Work instructions: Copies of all lines containing the string "offsets" are needed from the data below.

Collection entries
↓↓↓

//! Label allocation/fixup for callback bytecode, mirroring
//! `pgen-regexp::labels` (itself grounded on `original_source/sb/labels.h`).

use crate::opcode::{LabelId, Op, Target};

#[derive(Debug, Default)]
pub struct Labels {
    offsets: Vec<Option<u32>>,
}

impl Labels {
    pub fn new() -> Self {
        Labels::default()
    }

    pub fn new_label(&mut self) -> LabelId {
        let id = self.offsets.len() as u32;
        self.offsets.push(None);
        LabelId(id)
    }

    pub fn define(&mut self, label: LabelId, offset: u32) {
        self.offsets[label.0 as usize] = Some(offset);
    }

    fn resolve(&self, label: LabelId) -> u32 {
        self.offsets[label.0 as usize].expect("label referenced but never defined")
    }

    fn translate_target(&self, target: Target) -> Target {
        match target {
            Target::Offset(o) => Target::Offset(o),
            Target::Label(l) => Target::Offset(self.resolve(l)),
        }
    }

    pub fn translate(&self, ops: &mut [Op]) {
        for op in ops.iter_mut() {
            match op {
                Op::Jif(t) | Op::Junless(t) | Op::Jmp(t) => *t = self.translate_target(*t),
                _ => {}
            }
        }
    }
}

↑↑↑

Written answer:
    offsets: Vec<Option<u32>>,
        let id = self.offsets.len() as u32;
        self.offsets.push(None);
        self.offsets[label.0 as usize] = Some(offset);
        self.offsets[label.0 as usize].expect("label referenced but never defined")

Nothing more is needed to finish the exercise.